Camping With the Stream Team

At work with scientists in Antarctica

Jan 31, 2014 | By David Bjerklie
PETER REJCEK—NSF

If there is one thing that people who live and work in Antarctica say they miss, it is fresh fruits and vegetables. "Freshies," as they are called here, are hard to come by and always a treat. That's especially true for the people who live and work in field camps, which are often far from major research stations. This is why, when we learn our helicopter flight to a field camp is approved, an old hand in the group suggests we bring fresh apples as a present.

At Lake Hoare base camp, scientists study the way water moves through the environment. TFK's David Bjerklie, second from right, looks on.
PETER REJCEK—NSF
At Lake Hoare base camp, scientists study the way water moves through the environment. TFK's David Bjerklie, second from right, looks on.

The camp we are visiting is Lake Hoare, named for the lake that it overlooks. We are in an unusual area known as the Dry Valleys. The camp sits in front of a towering wall of ice called Canada glacier. The rest of the valley is completely ice-free and at first seems barren. When we land and climb down from the helicopter, we are greeted by Rae Spain, who manages the day-to-day activity at the camp. That includes coordinating helicopter flights and cargo drop offs, opening and closing the camp each season, and cooking and baking, too. Spain has been at Lake Hoare for 16 seasons and has worked in the U.S. Antarctic Program for 32 years.

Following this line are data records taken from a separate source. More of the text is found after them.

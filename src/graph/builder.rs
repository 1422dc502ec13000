//! Fluent API for building LexicalGraph instances.

use crate::types::{Edge, LexResult, Lexeme, MeaningNode, MeaningNodeBuilder, MeaningType};

use super::LexicalGraph;

/// Fluent builder for constructing a LexicalGraph.
///
/// IDs are assigned sequentially across both vertex kinds, starting at 1.
pub struct GraphBuilder {
    lexemes: Vec<Lexeme>,
    meanings: Vec<MeaningNode>,
    edges: Vec<Edge>,
    next_id: u64,
}

impl GraphBuilder {
    /// Create a new, empty builder.
    pub fn new() -> Self {
        Self {
            lexemes: Vec::new(),
            meanings: Vec::new(),
            edges: Vec::new(),
            next_id: 1,
        }
    }

    fn take_id(&mut self) -> u64 {
        let id = self.next_id;
        self.next_id += 1;
        id
    }

    /// Add a lexeme.
    pub fn add_lexeme(&mut self, form: &str) -> u64 {
        let id = self.take_id();
        self.lexemes.push(Lexeme::new(id, form));
        id
    }

    /// Add a meaning node from a prepared builder.
    pub fn add_meaning(&mut self, node: MeaningNodeBuilder) -> u64 {
        let id = self.take_id();
        self.meanings.push(node.build(id));
        id
    }

    /// Add a meaning-tree root with no payload.
    pub fn add_root(&mut self, meaning_type: MeaningType) -> u64 {
        self.add_meaning(MeaningNodeBuilder::new(meaning_type).root())
    }

    /// Add a meaning node carrying a payload.
    pub fn add_node(&mut self, meaning_type: MeaningType, rep: &str) -> u64 {
        self.add_meaning(MeaningNodeBuilder::new(meaning_type).internal_rep(rep))
    }

    /// Add a meaning node without a payload.
    pub fn add_bare_node(&mut self, meaning_type: MeaningType) -> u64 {
        self.add_meaning(MeaningNodeBuilder::new(meaning_type))
    }

    /// Add a `MeaningRoot` edge.
    pub fn link_root(&mut self, source: u64, target: u64) -> &mut Self {
        self.edges.push(Edge::meaning_root(source, target));
        self
    }

    /// Add a `MeaningGraph` edge.
    pub fn link_meaning(&mut self, source: u64, target: u64) -> &mut Self {
        self.edges.push(Edge::meaning_graph(source, target));
        self
    }

    /// Connect `lexeme` to `root` through two fresh intermediate nodes, so that
    /// `root` sits exactly three inbound `MeaningRoot` hops from the lexeme:
    /// `root -> upper -> lower -> lexeme`. Returns `(lower, upper)`.
    pub fn attach_root(&mut self, lexeme: u64, root: u64) -> (u64, u64) {
        let lower = self.add_bare_node(MeaningType::Category);
        let upper = self.add_bare_node(MeaningType::Category);
        self.link_root(root, upper)
            .link_root(upper, lower)
            .link_root(lower, lexeme);
        (lower, upper)
    }

    /// Build the final LexicalGraph.
    pub fn build(self) -> LexResult<LexicalGraph> {
        LexicalGraph::from_parts(self.lexemes, self.meanings, self.edges)
    }
}

impl Default for GraphBuilder {
    fn default() -> Self {
        Self::new()
    }
}
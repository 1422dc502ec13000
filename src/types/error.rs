//! Error types for the Lexigraph library.

use thiserror::Error;

/// All errors that can occur in the Lexigraph library.
#[derive(Error, Debug)]
pub enum LexError {
    /// A query argument was rejected (negative distance, malformed pattern, unknown type tag).
    #[error("Invalid argument: {0}")]
    InvalidArgument(String),

    /// The graph store could not hand out a snapshot.
    #[error("Graph store unavailable: {0}")]
    Unavailable(String),

    /// Vertex not found by ID.
    #[error("Vertex ID {0} not found")]
    VertexNotFound(u64),

    /// Two vertices were supplied with the same ID.
    #[error("Duplicate vertex ID: {0}")]
    DuplicateVertex(u64),

    /// IO error.
    #[error("IO error: {0}")]
    Io(#[from] std::io::Error),

    /// Snapshot file could not be parsed or written.
    #[error("Snapshot JSON error: {0}")]
    Json(#[from] serde_json::Error),

    /// Engine configuration could not be loaded or is out of range.
    #[error("Configuration error: {0}")]
    Config(String),
}

/// Coarse classification of [`LexError`] for callers deciding what to do next.
#[derive(Debug, Clone, Copy, PartialEq, Eq)]
pub enum ErrorKind {
    /// The caller supplied a bad argument. Retrying will not help.
    InvalidArgument,
    /// Transient store failure. Retry policy belongs to the caller.
    Unavailable,
    /// The snapshot data, its file, or the configuration is broken.
    Data,
}

impl LexError {
    /// Build an [`LexError::InvalidArgument`] from anything displayable.
    pub fn invalid(msg: impl Into<String>) -> Self {
        Self::InvalidArgument(msg.into())
    }

    /// Classify this error.
    pub fn kind(&self) -> ErrorKind {
        match self {
            Self::InvalidArgument(_) => ErrorKind::InvalidArgument,
            Self::Unavailable(_) => ErrorKind::Unavailable,
            Self::VertexNotFound(_)
            | Self::DuplicateVertex(_)
            | Self::Io(_)
            | Self::Json(_)
            | Self::Config(_) => ErrorKind::Data,
        }
    }
}

/// Convenience result type for Lexigraph operations.
pub type LexResult<T> = Result<T, LexError>;
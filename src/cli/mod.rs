//! CLI command implementations for the `lexq` tool.

pub mod commands;

/// Logger filter used when `RUST_LOG` is unset.
pub fn default_log_filter(verbose: bool) -> &'static str {
    if verbose {
        "debug"
    } else {
        "warn"
    }
}
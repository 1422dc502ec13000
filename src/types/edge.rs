//! Edge relations and the core edge struct.

use serde::{Deserialize, Serialize};

/// The two edge relations of the lexical graph.
#[derive(Debug, Clone, Copy, PartialEq, Eq, Hash, Serialize, Deserialize)]
#[serde(rename_all = "snake_case")]
#[repr(u8)]
pub enum Relation {
    /// Chains a lexeme up to the root of its meaning tree (walked inbound from the lexeme).
    MeaningRoot = 0,
    /// Connects meaning nodes into a possibly cyclic graph (walked outbound from a root).
    MeaningGraph = 1,
}

impl Relation {
    /// Convert a u8 value to a Relation, returning None for invalid values.
    pub fn from_u8(value: u8) -> Option<Self> {
        match value {
            0 => Some(Self::MeaningRoot),
            1 => Some(Self::MeaningGraph),
            _ => None,
        }
    }

    /// Return a human-readable name for this relation.
    pub fn name(&self) -> &'static str {
        match self {
            Self::MeaningRoot => "meaning_root",
            Self::MeaningGraph => "meaning_graph",
        }
    }

    /// Parse a relation from a string name.
    pub fn from_name(name: &str) -> Option<Self> {
        match name.to_lowercase().as_str() {
            "meaning_root" | "meaningroot" => Some(Self::MeaningRoot),
            "meaning_graph" | "meaninggraph" => Some(Self::MeaningGraph),
            _ => None,
        }
    }
}

impl std::fmt::Display for Relation {
    fn fmt(&self, f: &mut std::fmt::Formatter<'_>) -> std::fmt::Result {
        write!(f, "{}", self.name())
    }
}

/// A directed edge between two vertices.
#[derive(Debug, Clone, Copy, PartialEq, Eq, Hash, Serialize, Deserialize)]
pub struct Edge {
    /// Source vertex ID.
    pub source: u64,
    /// Target vertex ID.
    pub target: u64,
    /// Which relation this edge belongs to.
    pub relation: Relation,
}

impl Edge {
    /// Create a new edge.
    pub fn new(source: u64, target: u64, relation: Relation) -> Self {
        Self {
            source,
            target,
            relation,
        }
    }

    /// Shorthand for a `MeaningRoot` edge.
    pub fn meaning_root(source: u64, target: u64) -> Self {
        Self::new(source, target, Relation::MeaningRoot)
    }

    /// Shorthand for a `MeaningGraph` edge.
    pub fn meaning_graph(source: u64, target: u64) -> Self {
        Self::new(source, target, Relation::MeaningGraph)
    }
}
//! Per-field-kind value handling for facets.
//!
//! A [`FieldTypePlugin`] knows how to read filter values out of entity field
//! items, how to label them and which form collects them. Plugins are
//! stateless; everything use-specific arrives through [`PluginContext`].

pub mod builtin;
pub mod registry;

use serde::{Deserialize, Serialize};

use crate::backend::FacetDescriptor;
use crate::entity::{FieldDefinition, FieldItem};
use crate::filter::PresetFilter;
use crate::source::ListSource;
use crate::types::FilterValue;

pub use builtin::{BooleanPlugin, DatePlugin, EntityReferencePlugin, FulltextPlugin, ListPlugin};
pub use registry::{ConfiguredPlugin, PluginRegistry, PluginResolutionMiss, PluginTier, ResolvedPlugin};

/// Human labels for referenced entities.
pub trait EntityLabels {
    fn label(&self, id: &str) -> Option<String>;
}

/// Everything a plugin may consult for one use.
#[derive(Clone, Copy)]
pub struct PluginContext<'a> {
    pub facet: &'a FacetDescriptor,
    pub preset_filter: Option<&'a PresetFilter>,
    pub list_source: &'a ListSource,
    /// Schema field backing the facet; `None` for processor-provided fields.
    pub field: Option<&'a FieldDefinition>,
    pub labels: Option<&'a dyn EntityLabels>,
}

/// Description of the widget that collects values for a facet.
#[derive(Debug, Clone, PartialEq, Eq, Serialize, Deserialize)]
#[serde(tag = "widget", rename_all = "snake_case")]
pub enum FormWidget {
    Select { options: Vec<(String, String)>, multiple: bool },
    Autocomplete { target_facet: String },
    Checkbox,
    Date,
    Textfield,
}

#[derive(Debug, Clone, PartialEq, Eq, Serialize, Deserialize)]
pub struct ValueForm {
    pub title: String,
    pub widget: FormWidget,
    pub default_values: Vec<FilterValue>,
}

pub trait FieldTypePlugin: Send + Sync {
    fn id(&self) -> &'static str;

    /// Values the preset filter currently holds, normalized for this kind.
    fn default_values(&self, ctx: &PluginContext<'_>) -> Vec<FilterValue> {
        ctx.preset_filter
            .map(|f| f.values.clone())
            .unwrap_or_default()
    }

    fn value_form(&self, ctx: &PluginContext<'_>) -> ValueForm;

    fn label(&self, ctx: &PluginContext<'_>, values: &[FilterValue]) -> String {
        let _ = ctx;
        values
            .iter()
            .map(FilterValue::canonical)
            .collect::<Vec<_>>()
            .join(", ")
    }

    /// Filter values carried by the items of an entity field.
    fn entity_values(&self, ctx: &PluginContext<'_>, items: &[FieldItem]) -> Vec<FilterValue>;
}
use std::collections::{BTreeMap, BTreeSet};

use serde::{Deserialize, Serialize};

use crate::filter::preset::PresetFilter;
use crate::types::{generate_filter_id, FilterId, FilterValue};

/// Preset filters keyed by filter id.
///
/// Several filters may target the same facet. Filters with different ids
/// combine with AND; each filter applies its own operator to its values.
#[derive(Debug, Clone, PartialEq, Eq, Default, Serialize, Deserialize)]
#[serde(transparent)]
pub struct PresetFilterSet {
    inner: BTreeMap<FilterId, PresetFilter>,
}

impl PresetFilterSet {
    pub fn new() -> Self {
        Self::default()
    }

    /// Add a filter under a freshly generated id and return that id.
    pub fn add(&mut self, filter: PresetFilter) -> FilterId {
        let id = generate_filter_id(&filter.facet_id, &self.ids());
        self.inner.insert(id.clone(), filter);
        id
    }

    pub fn insert(&mut self, id: FilterId, filter: PresetFilter) -> Option<PresetFilter> {
        self.inner.insert(id, filter)
    }

    pub fn remove(&mut self, id: &FilterId) -> Option<PresetFilter> {
        self.inner.remove(id)
    }

    pub fn get(&self, id: &FilterId) -> Option<&PresetFilter> {
        self.inner.get(id)
    }

    pub fn ids(&self) -> BTreeSet<FilterId> {
        self.inner.keys().cloned().collect()
    }

    pub fn len(&self) -> usize {
        self.inner.len()
    }

    pub fn is_empty(&self) -> bool {
        self.inner.is_empty()
    }

    pub fn iter(&self) -> impl Iterator<Item = (&FilterId, &PresetFilter)> {
        self.inner.iter()
    }

    pub fn for_facet<'a>(&'a self, facet_id: &'a str) -> impl Iterator<Item = &'a PresetFilter> + 'a {
        self.inner.values().filter(move |f| f.facet_id == facet_id)
    }

    /// Facet ids targeted by at least one filter.
    pub fn facets(&self) -> BTreeSet<&str> {
        self.inner.values().map(|f| f.facet_id.as_str()).collect()
    }

    /// AND across all filters, given the values content carries per facet.
    pub fn matches(&self, facet_values: &BTreeMap<String, Vec<FilterValue>>) -> bool {
        self.inner.values().all(|filter| {
            let candidate = facet_values
                .get(&filter.facet_id)
                .map(Vec::as_slice)
                .unwrap_or(&[]);
            filter.matches(candidate)
        })
    }
}

impl FromIterator<PresetFilter> for PresetFilterSet {
    fn from_iter<T: IntoIterator<Item = PresetFilter>>(iter: T) -> Self {
        let mut set = PresetFilterSet::new();
        for filter in iter {
            set.add(filter);
        }
        set
    }
}
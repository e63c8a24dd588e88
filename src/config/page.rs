use std::collections::{BTreeMap, BTreeSet};
use std::sync::Arc;

use serde::{Deserialize, Serialize};
use serde_json::Value;

use crate::backend::SortClause;
use crate::filter::{ContextualFilter, PresetFilter, PresetFilterSet};
use crate::source::ListSource;
use crate::types::{generate_filter_id, FilterId, Fingerprint};

/// Everything needed to run one list, as stored with the page that shows it.
///
/// Treated as an immutable value per execution. Serialization is stable
/// (ordered maps throughout), which is what the fingerprint hashes.
#[derive(Debug, Clone, Serialize, Deserialize)]
pub struct ListPageConfiguration {
    pub entity_type: String,
    pub bundle: String,
    /// Facets the visitor may change; only honoured when overridden.
    #[serde(default)]
    pub exposed_filters: Vec<String>,
    #[serde(default)]
    pub exposed_filters_overridden: bool,
    #[serde(default)]
    pub default_filter_values: PresetFilterSet,
    #[serde(default)]
    pub contextual_filters: BTreeMap<FilterId, ContextualFilter>,
    /// `None` falls back to the engine's default limit.
    #[serde(default)]
    pub limit: Option<usize>,
    #[serde(default)]
    pub page: usize,
    #[serde(default)]
    pub sort: Vec<SortClause>,
    /// Whether the visitor may pick the sort.
    #[serde(default)]
    pub exposed_sort: bool,
    #[serde(default)]
    pub languages: Vec<String>,
    #[serde(default)]
    pub extra: BTreeMap<String, Value>,
    /// Keep the context entity itself out of the results.
    #[serde(default)]
    pub exclude_context_entity: bool,
    #[serde(skip)]
    list_source: Option<Arc<ListSource>>,
}

impl ListPageConfiguration {
    pub fn new(entity_type: impl Into<String>, bundle: impl Into<String>) -> Self {
        Self {
            entity_type: entity_type.into(),
            bundle: bundle.into(),
            exposed_filters: Vec::new(),
            exposed_filters_overridden: false,
            default_filter_values: PresetFilterSet::new(),
            contextual_filters: BTreeMap::new(),
            limit: None,
            page: 0,
            sort: Vec::new(),
            exposed_sort: false,
            languages: Vec::new(),
            extra: BTreeMap::new(),
            exclude_context_entity: false,
            list_source: None,
        }
    }

    /// Use `list_source` instead of looking one up by entity type and bundle.
    pub fn with_list_source(mut self, list_source: Arc<ListSource>) -> Self {
        self.list_source = Some(list_source);
        self
    }

    pub fn list_source(&self) -> Option<&Arc<ListSource>> {
        self.list_source.as_ref()
    }

    pub fn set_list_source(&mut self, list_source: Option<Arc<ListSource>>) {
        self.list_source = list_source;
    }

    pub fn with_exposed_filters(mut self, facets: Vec<String>) -> Self {
        self.exposed_filters = facets;
        self.exposed_filters_overridden = true;
        self
    }

    pub fn with_limit(mut self, limit: usize) -> Self {
        self.limit = Some(limit);
        self
    }

    pub fn with_sort(mut self, sort: Vec<SortClause>) -> Self {
        self.sort = sort;
        self
    }

    pub fn with_languages(mut self, languages: Vec<String>) -> Self {
        self.languages = languages;
        self
    }

    /// Ids in use by preset or contextual filters.
    pub fn filter_ids(&self) -> BTreeSet<FilterId> {
        let mut ids = self.default_filter_values.ids();
        ids.extend(self.contextual_filters.keys().cloned());
        ids
    }

    pub fn add_default_filter(&mut self, filter: PresetFilter) -> FilterId {
        let id = generate_filter_id(&filter.facet_id, &self.filter_ids());
        self.default_filter_values.insert(id.clone(), filter);
        id
    }

    pub fn add_contextual_filter(&mut self, filter: ContextualFilter) -> FilterId {
        let id = generate_filter_id(filter.facet_id(), &self.filter_ids());
        self.contextual_filters.insert(id.clone(), filter);
        id
    }

    pub fn has_contextual_filters(&self) -> bool {
        !self.contextual_filters.is_empty()
    }

    /// Stable hash of this configuration, including an explicit list source.
    pub fn fingerprint(&self) -> Fingerprint {
        // Serializing plain data with string keys cannot fail.
        let body = serde_json::to_vec(self).unwrap_or_default();
        let source = self
            .list_source
            .as_ref()
            .map(|s| s.search_id().as_str().as_bytes())
            .unwrap_or_default();

        Fingerprint::from_parts([body.as_slice(), b"\n".as_slice(), source])
    }
}
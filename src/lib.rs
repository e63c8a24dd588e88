//! Preset and contextual filter resolution for faceted search lists.
//!
//! `facet-lists` turns a stored list configuration plus the current request
//! into a parameterized query against a faceted search backend. Contextual
//! filters take their values from a context entity: directly from its id,
//! from an equivalent field (optionally through configured aliases and
//! taxonomy hierarchies), or from a contextual-aware index processor.
//! Execution is memoized per request by configuration fingerprint.

pub mod backend;
pub mod cache;
pub mod config;
pub mod contextual;
pub mod entity;
pub mod execution;
pub mod filter;
pub mod hierarchy;
pub mod mapping;
pub mod plugins;
pub mod source;
pub mod types;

Mike Gooseff is a researcher at Lake Hoare who has spent nine seasons on the ice. Gooseff is a hydrologist, which means he studies the way water moves through an environment. For several weeks in the Antarctic summer, the 24-hour sunshine and warmer temperatures are enough to melt a tiny amount of ice from the surrounding glaciers. The runoff is enough to create small temporary steams that feed nearby lakes. Adam Wlostowski, a student of Gooseff's, explains how the glacial stream flow is measured. In recent years, the flow has increased, which is causing Lake Hoare to rise. There are many things affecting this system that scientists want to understand better, says Gooseff.

We eat a delicious carrot cake and researchers talk about their favorite camp foods.  It starts to lightly snow and each of the nine people at the camp heads to his or her tent to sleep. There is a main building which houses the kitchen, communication center and work desks, plus smaller buildings for labs, bathrooms, and storage areas. Tents for sleeping are arranged in a large area around the camp.

The next morning Spain is on the radio confirming our helicopter ride to another location and updating weather conditions at the camp. "Winds are calm, view is unrestricted," she reports. We get ready to head out to meet researchers in a nearby valley. Gooseff and his student, along with another researcher and a mountaineer, will take measurements on Canada glacier. They strap on special climbing harnesses. "Today we will be roped in for safety," explains Gooseff, "because we are going higher up on the glacier." We can hear a helicopter from far away. Gooseff identifies the model even before we see it because of the deep and distinctive thump-thump-thump it makes.

Sampling a Stream

After 15 minutes in the air, the helicopter pilot spots three figures in the distance. Diane McKnight and two of her students are waiting for us. The researchers are part of the group known as the "stream team." One of the students, Aneliya Sakaeva, will be taking samples of the water that flows in the temporary streams. She will also take samples of the orange and black mats of microorganisms that live on the bottom of these shallow streams. The organisms that live in the streams survive being freeze-dried most of the year. And yet they spring back to life within 15 minutes when water enters the stream again.

The Lake Hoare base camp is named for the lake that it overlooks. It sits in front of a towering wall of ice called Canada glacier.
DAVID BJERKLIE FOR TIME FOR KIDS
The Lake Hoare base camp is named for the lake that it overlooks. It sits in front of a towering wall of ice called Canada glacier.

Sakaeva is studying a group of organisms called diatoms. The water is freezing cold but she is patient and careful, taking samples and recording measurements at certain points along the stream. Another group of researchers called the "wormherders" sample the organisms that live in the soils surrounding the streams. And still other research teams study the lakes into which the streams flow. The research being conducted in the Dry Valleys is part of a much larger project called Long Term Ecological Research (LTER), which has 25 sites worldwide.

We hike with McKnight and her students to a small nearby field camp next to another lake. We have tea and coffee, and some of the researchers eat lunch. The Lake Hoare camp will be open for another couple of weeks, but this camp is closing for the season today. Life in the field camps is clearly a challenge, but one that researchers and the people who make their work possible also love. "You don't really think you'll never come back," says Spain. "There may come a time when I'm not coming down here. But his place will never leave me."